Sur la blancheur de ma feuille Et nos pas ont creusé

De farouches souvenirs

Gatien Lapointe,

Inutile azur.

Si Guyart reste ferme face à son intention de ne pas retourner en France (lorsqu’elle s’adressait à des correspondants autres que son fils), face à Claude, le discours de la mère se teintera de nuances. Peu de temps après son arrivée à Québec, son fils lui demande s’il la reverra. Elle répond : « Vous me demandez si nous nous verrons encore en ce monde? je ne le sçay pas; mais Dieu est si bon que si son nom en doit être glorifié, que ce soit pour le bien de votre âme et de la mienne, il fera que cela soit; laissons-le faire, et je ne le voudrois pas moins que vous, mais je ne veux rien vouloir qu’en luy et pour luy; perdons nos volontez pour son amour52. » Avec ces mots, elle laisse la porte entrouverte à une possible rencontre. Également, quelques années avant sa mort, la religieuse envisagera cette éventualité. Attitude surprenante de la part de l’Ursuline ? Non car, d’une part, il s’agit du « très-cher Fils » et que, d’autre part, laisser place à l’inconnu c’est aussi envisager toutes les avenues, puisque l’on sait que rien n’est tracé d’avance. Dans une lettre à Claude, elle déclare : « Il est à croire que nous nous verrons plutôt en l’autre monde qu’en celuy-cy.
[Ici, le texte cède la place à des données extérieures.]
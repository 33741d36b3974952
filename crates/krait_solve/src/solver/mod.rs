//! The CDCL solver: watched-literal unit propagation, conflict analysis with
//! clause learning and backjumping.

pub(crate) mod clause;
pub(crate) mod decision;
pub(crate) mod decision_map;
pub(crate) mod decision_tracker;
pub(crate) mod watch_map;

use ahash::{AHashMap, AHashSet};

use crate::{
    id::{ClauseId, MatchSpecId, NameId, SolvableId},
    jobs::SolveJobs,
    pool::Pool,
    problem::Problem,
};

use clause::{Clause, ClauseKind, Literal};
use decision::Decision;
use decision_tracker::DecisionTracker;
use watch_map::WatchMap;

/// The dependency solver. It owns the pool it solves over.
pub struct Solver<'a> {
    pool: Pool<'a>,

    pub(crate) clauses: Vec<Clause>,
    watches: WatchMap,

    pub(crate) learnt_clauses: Vec<Vec<Literal>>,
    learnt_clauses_start: ClauseId,
    learnt_why: Vec<Vec<ClauseId>>,

    decision_tracker: DecisionTracker,
}
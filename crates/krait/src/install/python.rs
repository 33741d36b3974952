//! Information about the Python interpreter of an environment, needed to
//! relocate the files of noarch python packages.

use std::{
    borrow::Cow,
    path::{Path, PathBuf},
};

use krait_conda_types::{PackageRecord, Platform, Version};

/// Describes the Python installation of a prefix.
#[derive(Debug, Clone)]
pub struct PythonInfo {
    /// The platform python runs on.
    pub platform: Platform,

    /// Major and minor version.
    pub short_version: (u64, u64),

    /// The relative path of the interpreter inside the prefix.
    pub path: PathBuf,

    /// The relative path of the site-packages directory.
    pub site_packages_path: PathBuf,

    /// The relative path of the script directory.
    pub bin_dir: PathBuf,
}

/// The error returned when a package record does not describe a usable
/// Python.
#[derive(Debug, Clone, thiserror::Error)]
pub enum PythonInfoError {
    /// The version lacks major/minor components.
    #[error("invalid python version '{0}'")]
    InvalidVersion(String),
}

impl PythonInfo {
    /// Builds the info from the record of the python package itself.
    pub fn from_python_record(
        record: &PackageRecord,
        platform: Platform,
    ) -> Result<Self, PythonInfoError> {
        Self::from_version(&record.version, platform)
    }

    /// Builds the info from a python version and platform.
    pub fn from_version(version: &Version, platform: Platform) -> Result<Self, PythonInfoError> {
        let (major, minor) = version
            .as_major_minor()
            .ok_or_else(|| PythonInfoError::InvalidVersion(version.to_string()))?;

        let path = if platform.is_windows() {
            PathBuf::from("python.exe")
        } else {
            PathBuf::from(format!("bin/python{major}.{minor}"))
        };

        let site_packages_path = if platform.is_windows() {
            PathBuf::from("Lib/site-packages")
        } else {
            PathBuf::from(format!("lib/python{major}.{minor}/site-packages"))
        };

        let bin_dir = if platform.is_windows() {
            PathBuf::from("Scripts")
        } else {
            PathBuf::from("bin")
        };

        Ok(Self {
            platform,
            short_version: (major, minor),
            path,
            site_packages_path,
            bin_dir,
        })
    }

    /// Returns where a file of a noarch python package ends up in the
    /// prefix, given its path inside the package.
    pub fn get_python_noarch_target_path<'a>(&self, relative_path: &'a Path) -> Cow<'a, Path> {
        if let Ok(rest) = relative_path.strip_prefix("site-packages/") {
            self.site_packages_path.join(rest).into()
        } else if let Ok(rest) = relative_path.strip_prefix("python-scripts/") {
            self.bin_dir.join(rest).into()
        } else {
            relative_path.into()
        }
    }

    /// Returns true if moving from `previous` to this python requires every
    /// noarch python package to be relinked (the site-packages path moved).
    pub fn is_relink_required(&self, previous: &PythonInfo) -> bool {
        self.short_version != previous.short_version
    }
}

#[cfg(test)]
mod test {
    use std::path::Path;
    use std::str::FromStr;

    use krait_conda_types::{Platform, Version};

    use super::PythonInfo;

    #[test]
    fn site_packages_mapping() {
        let info =
            PythonInfo::from_version(&Version::from_str("3.11.2").unwrap(), Platform::Linux64)
                .unwrap();
        assert_eq!(
            info.get_python_noarch_target_path(Path::new("site-packages/pkga/__init__.py")),
            Path::new("lib/python3.11/site-packages/pkga/__init__.py")
        );
        assert_eq!(
            info.get_python_noarch_target_path(Path::new("python-scripts/tool")),
            Path::new("bin/tool")
        );
        assert_eq!(
            info.get_python_noarch_target_path(Path::new("share/doc/readme")),
            Path::new("share/doc/readme")
        );
    }

    #[test]
    fn relink_on_minor_version_change() {
        let py310 =
            PythonInfo::from_version(&Version::from_str("3.10.4").unwrap(), Platform::Linux64)
                .unwrap();
        let py311 =
            PythonInfo::from_version(&Version::from_str("3.11.0").unwrap(), Platform::Linux64)
                .unwrap();
        let py311_patch =
            PythonInfo::from_version(&Version::from_str("3.11.9").unwrap(), Platform::Linux64)
                .unwrap();
        assert!(py311.is_relink_required(&py310));
        assert!(!py311_patch.is_relink_required(&py311));
    }
}
//! Cache layers and their composition.

use std::path::{Path, PathBuf};

use dashmap::DashMap;
use krait_conda_types::{package::ArchiveIdentifier, RepoDataRecord};
use krait_digest::{compute_file_digest, Md5, Sha256};

use crate::validation::validate_package_directory;

/// Whether a cache layer can be written to.
#[derive(Debug, Copy, Clone, Eq, PartialEq)]
pub enum Writability {
    /// The directory exists and a sentinel file could be created in it.
    Writable,

    /// The directory exists but cannot be written.
    NotWritable,

    /// The directory does not exist (it may be creatable).
    Missing,
}

/// How to treat artifacts for which the index provides no checksum at all.
#[derive(Debug, Default, Copy, Clone, Eq, PartialEq)]
pub enum VerificationPolicy {
    /// Reject artifacts that cannot be verified.
    #[default]
    Strict,

    /// Accept them, but log a warning.
    Warn,

    /// Accept them silently.
    Disabled,
}

#[derive(Debug, Default, Clone, Copy)]
struct ValidityMemo {
    tarball: Option<bool>,
    extracted_dir: Option<bool>,
}

/// One directory acting as a package cache.
///
/// Validity checks are memoized: a tarball or extracted directory that was
/// found valid once is not re-hashed for the rest of the process lifetime,
/// until [`PackageCacheLayer::invalidate`] is called for it. The memo map is
/// internally synchronized, queries may run from multiple threads.
#[derive(Debug)]
pub struct PackageCacheLayer {
    path: PathBuf,
    policy: VerificationPolicy,
    memo: DashMap<String, ValidityMemo>,
}

impl PackageCacheLayer {
    /// Creates a layer rooted at the given directory.
    pub fn new(path: PathBuf, policy: VerificationPolicy) -> Self {
        Self {
            path,
            policy,
            memo: DashMap::new(),
        }
    }

    /// The root directory of the layer.
    pub fn path(&self) -> &Path {
        &self.path
    }

    /// Probes whether the layer can be written to by creating the `urls.txt`
    /// sentinel file.
    pub fn writability(&self) -> Writability {
        if !self.path.is_dir() {
            return Writability::Missing;
        }
        let sentinel = self.path.join("urls.txt");
        match fs_err::OpenOptions::new()
            .create(true)
            .append(true)
            .open(&sentinel)
        {
            Ok(_) => Writability::Writable,
            Err(_) => Writability::NotWritable,
        }
    }

    /// The path a tarball for the given record would live at.
    pub fn tarball_path(&self, record: &RepoDataRecord) -> PathBuf {
        self.path.join(&record.file_name)
    }

    /// The path the extracted directory for the given record would live at.
    pub fn extracted_dir_path(&self, record: &RepoDataRecord) -> Option<PathBuf> {
        let identifier = ArchiveIdentifier::try_from_filename(&record.file_name)?;
        Some(self.path.join(identifier.to_directory_name()))
    }

    /// Returns true if the layer holds a tarball for the record whose size
    /// and checksums match the record. The result is memoized.
    pub fn has_valid_tarball(&self, record: &RepoDataRecord) -> bool {
        if let Some(memo) = self.memo.get(&record.file_name) {
            if let Some(valid) = memo.tarball {
                return valid;
            }
        }
        let valid = self.validate_tarball(record);
        self.memo
            .entry(record.file_name.clone())
            .or_default()
            .tarball = Some(valid);
        valid
    }

    /// Returns true if the layer holds a valid extracted directory for the
    /// record: its `info/repodata_record.json` pins the identity of the
    /// archive, and the payload validates against `info/paths.json`. The
    /// result is memoized.
    pub fn has_valid_extracted_dir(&self, record: &RepoDataRecord) -> bool {
        if let Some(memo) = self.memo.get(&record.file_name) {
            if let Some(valid) = memo.extracted_dir {
                return valid;
            }
        }
        let valid = self.validate_extracted_dir(record);
        self.memo
            .entry(record.file_name.clone())
            .or_default()
            .extracted_dir = Some(valid);
        valid
    }

    /// Drops the memoized validity of the record, forcing revalidation on
    /// the next query.
    pub fn invalidate(&self, record: &RepoDataRecord) {
        self.memo.remove(&record.file_name);
    }

    fn validate_tarball(&self, record: &RepoDataRecord) -> bool {
        let path = self.tarball_path(record);
        let Ok(metadata) = fs_err::metadata(&path) else {
            return false;
        };
        if !metadata.is_file() {
            return false;
        }

        let package = &record.package_record;
        if let Some(size) = package.size {
            if metadata.len() != size {
                tracing::warn!(
                    "cached tarball {} has wrong size, ignoring it",
                    path.display()
                );
                return false;
            }
        }

        if let Some(expected) = &package.sha256 {
            return compute_file_digest::<Sha256>(&path)
                .map(|actual| &actual == expected)
                .unwrap_or(false);
        }
        if let Some(expected) = &package.md5 {
            return compute_file_digest::<Md5>(&path)
                .map(|actual| &actual == expected)
                .unwrap_or(false);
        }

        // No checksum to verify against; the policy decides.
        self.accept_unverifiable(&record.file_name)
    }

    fn validate_extracted_dir(&self, record: &RepoDataRecord) -> bool {
        let Some(dir) = self.extracted_dir_path(record) else {
            return false;
        };
        if !dir.is_dir() {
            return false;
        }

        // The pinned identity must match the record, by checksum preference
        // order: sha256, then md5, then size.
        let pin_path = dir.join("info/repodata_record.json");
        let pinned: RepoDataRecord = match fs_err::read_to_string(&pin_path)
            .ok()
            .and_then(|content| serde_json::from_str(&content).ok())
        {
            Some(pinned) => pinned,
            None => return false,
        };

        let package = &record.package_record;
        let pinned = &pinned.package_record;
        let identity_matches = match (&package.sha256, &package.md5, package.size) {
            (Some(expected), _, _) => pinned.sha256.as_ref() == Some(expected),
            (None, Some(expected), _) => pinned.md5.as_ref() == Some(expected),
            (None, None, Some(expected)) => pinned.size == Some(expected),
            (None, None, None) => self.accept_unverifiable(&record.file_name),
        };
        if !identity_matches {
            return false;
        }

        match validate_package_directory(&dir) {
            Ok(_) => true,
            Err(e) => {
                tracing::warn!("extracted directory {} is corrupt: {e}", dir.display());
                false
            }
        }
    }

    fn accept_unverifiable(&self, file_name: &str) -> bool {
        match self.policy {
            VerificationPolicy::Strict => false,
            VerificationPolicy::Warn => {
                tracing::warn!("no checksum known for {file_name}, accepting it unverified");
                true
            }
            VerificationPolicy::Disabled => true,
        }
    }
}

/// An ordered stack of cache layers. Lookups return the first layer with a
/// valid artifact; writes go to the first writable layer.
#[derive(Debug)]
pub struct MultiPackageCache {
    layers: Vec<PackageCacheLayer>,
}

impl MultiPackageCache {
    /// Creates a cache from the given layer directories.
    pub fn new(paths: impl IntoIterator<Item = PathBuf>, policy: VerificationPolicy) -> Self {
        Self {
            layers: paths
                .into_iter()
                .map(|path| PackageCacheLayer::new(path, policy))
                .collect(),
        }
    }

    /// The layers of the cache, in priority order.
    pub fn layers(&self) -> &[PackageCacheLayer] {
        &self.layers
    }

    /// Returns the first layer holding a valid tarball for the record.
    pub fn find_valid_tarball(&self, record: &RepoDataRecord) -> Option<PathBuf> {
        self.layers
            .iter()
            .find(|layer| layer.has_valid_tarball(record))
            .map(|layer| layer.tarball_path(record))
    }

    /// Returns the first layer holding a valid extracted directory for the
    /// record.
    pub fn find_valid_extracted_dir(&self, record: &RepoDataRecord) -> Option<PathBuf> {
        self.layers
            .iter()
            .find(|layer| layer.has_valid_extracted_dir(record))
            .and_then(|layer| layer.extracted_dir_path(record))
    }

    /// Drops the memoized validity of the record in every layer.
    pub fn invalidate(&self, record: &RepoDataRecord) {
        for layer in &self.layers {
            layer.invalidate(record);
        }
    }

    /// Returns the first writable layer. When the first missing layer comes
    /// before any writable one it is created, making it writable.
    pub fn first_writable(&self) -> Option<&PackageCacheLayer> {
        for layer in &self.layers {
            match layer.writability() {
                Writability::Writable => return Some(layer),
                Writability::Missing => {
                    if fs_err::create_dir_all(layer.path()).is_ok() {
                        return Some(layer);
                    }
                }
                Writability::NotWritable => {}
            }
        }
        None
    }
}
Dieu néanmoins a des voyes qui nous sont inconnues, sur tout dans un païs flotant et incertain comme celuy-cy, où naturellement parlant, il n’y a pas plus d’assurance qu’aux feuilles des arbres quand elles sont agitées du vent53. »

52 Marie de l’Incarnation, Correspondance, op. cit., p. 187. 53 Ibid., p. 659.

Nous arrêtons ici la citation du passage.